State v. Revenaugh

Decision Date09 December 1999
Docket NumberNo. 24350.,24350.
Citation992 P.2d 769,133 Idaho 774
PartiesSTATE of Idaho, Plaintiff-Respondent, v. Tod M. REVENAUGH, Defendant-Appellant.
CourtIdaho Supreme Court

Frederick G. Loats, Coeur d'Alene, for appellant.

Hon. Alan G. Lance, Attorney General, Boise, for respondent. Karen A. Hudelson, Deputy Attorney General, argued.

TROUT, Chief Justice.

Tod M. Revenaugh appeals from the district judge's denial of his motion to suppress evidence. Revenaugh argues that because the warrant authorizing the search of his residence was based in part on information obtained from at least one, and possibly two illegal searches, the warrant is invalid and all evidence seized pursuant to that warrant should have been suppressed. Because we believe that the motion was properly denied, we affirm.

I. FACTUAL AND PROCEDURAL HISTORY

On May 5, 1997, Deputy Stewart Miller of the Kootenai County Sheriff's office was dispatched to a business on a malicious injury to property call.
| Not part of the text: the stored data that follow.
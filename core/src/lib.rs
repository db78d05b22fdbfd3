// Tutor Core Library
// Tool-server runtime and turn-based conversation engine

pub mod agent;
pub mod llm;
pub mod mcp;
pub mod telemetry;
pub mod tools;

// Export core types
pub use agent::{
    BlockingConversation, ConversationEngine, ConversationStats, ConversationTurn, EngineOptions,
    Role, SessionState, ToolCatalog, END_OF_TURN,
};
pub use llm::{ChatCompletionClient, Completion, CompletionError, LlmClientConfig};
pub use mcp::{
    ConfigError, InMemoryToolServers, LaunchError, LaunchReport, ServerConfig, ServerSnapshot,
    ServerStatus, ToolServerRegistry, ToolServers, TransportError,
};
pub use tools::{InvocationStats, ToolCallResult, ToolCaller, ToolInvoker};

use std::sync::Arc;
use tracing::info;

// Error types
use thiserror::Error;

#[derive(Error, Debug)]
pub enum TutorError {
    #[error("Configuration error: {0}")]
    Config(#[from] ConfigError),

    #[error("Launch error: {0}")]
    Launch(#[from] LaunchError),

    #[error("Completion error: {0}")]
    Completion(String),

    #[error("IO error: {0}")]
    Io(#[from] std::io::Error),

    #[error("Serialization error: {0}")]
    Serialization(#[from] serde_json::Error),
}
pub type Result<T> = std::result::Result<T, TutorError>;

/// Core runtime: tool servers, the invoker over them, and one conversation
pub struct Tutor {
    pub servers: Arc<dyn ToolServers>,
    pub invoker: Arc<ToolInvoker>,
    pub engine: ConversationEngine,
}

impl Tutor {
    /// Launch every configured server and wire the engine to them.
    ///
    /// Only duplicate ids abort startup; individual launch failures are in
    /// the returned report.
    pub async fn start(
        servers: Arc<dyn ToolServers>,
        configs: Vec<ServerConfig>,
        completion: Arc<dyn Completion>,
        options: EngineOptions,
        tools_enabled: bool,
    ) -> Result<(Self, LaunchReport)> {
        info!("Starting tutor...");

        let report = servers.start_all(configs).await?;
        let invoker = Arc::new(ToolInvoker::new(Arc::clone(&servers)));
        let tools: Arc<dyn ToolCaller> = invoker.clone();
        let engine = ConversationEngine::new(completion, tools, tools_enabled).with_options(options);

        let mut tutor = Self {
            servers,
            invoker,
            engine,
        };
        tutor.refresh_catalog().await;

        let running = report.values().filter(|r| r.is_ok()).count();
        info!(running, configured = report.len(), "Tutor started");
        Ok((tutor, report))
    }

    /// Re-query every running server for its tools
    pub async fn refresh_catalog(&mut self) {
        let catalog = discover_catalog(self.servers.as_ref()).await;
        self.engine.set_tool_catalog(catalog);
    }

    /// Launch one more server while the session runs and pick up its tools
    pub async fn add_server(&mut self, config: ServerConfig) -> Result<()> {
        let id = config.id.clone();
        let mut report = self.servers.start_all(vec![config]).await?;
        match report.remove(&id) {
            Some(Err(e)) => return Err(e.into()),
            Some(Ok(())) | None => {}
        }
        info!(server = %id, "Tool server added");
        self.refresh_catalog().await;
        Ok(())
    }

    /// Snapshots of every registered server, by id
    pub async fn server_snapshots(&self) -> Vec<ServerSnapshot> {
        let mut snapshots = Vec::new();
        for id in self.servers.list_ids().await {
            if let Some(snapshot) = self.servers.get(&id).await {
                snapshots.push(snapshot);
            }
        }
        snapshots
    }

    pub async fn shutdown(&self) {
        info!("Shutting down tutor...");
        self.servers.stop_all().await;
        info!("Tutor shut down");
    }
}

/// Tool names per running server
pub async fn discover_catalog(servers: &dyn ToolServers) -> ToolCatalog {
    let mut catalog = ToolCatalog::new();
    for id in servers.list_ids().await {
        let running = matches!(servers.get(&id).await, Some(s) if s.status.is_running());
        if !running {
            continue;
        }
        let tools: Vec<String> = servers
            .list_tools(&id)
            .await
            .into_iter()
            .map(|t| t.name)
            .collect();
        if !tools.is_empty() {
            catalog.insert(id, tools);
        }
    }
    catalog
}
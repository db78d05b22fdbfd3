//! LLM module: the completion seam and an HTTP client behind it
//!
//! This module provides:
//! - `Completion`, the opaque `complete(prompt) -> text` collaborator
//! - `LlmClientConfig`, `ChatCompletionClient` for OpenAI-compatible backends

mod client;
mod completion;

pub use client::{ChatCompletionClient, LlmClientConfig};
pub use completion::{Completion, CompletionError};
The owner of the property showed Deputy Miller four holes which appeared to be caused by bullets. By inserting an ink pen into the holes, Deputy Miller determined that the trajectory of the bullet holes pointed toward a residence approximately fifty to sixty yards away. Deputy Miller then walked toward the residence to determine whether the occupants had any information concerning the bullet holes.

Deputy Miller proceeded to walk up the normal walkway to the residence. When he reached a point approximately six to eight feet from the open front door, he observed three individuals, one of whom was later identified as the occupant of the residence, Tod Revenaugh, engaged in some activity around two large black plastic garbage bags, and one small clear baggie. At the same time, Deputy Miller observed one of the men holding a green stalk and apparently trimming leaves from that stalk. Additionally, Deputy Miller smelled the strong odor of marijuana.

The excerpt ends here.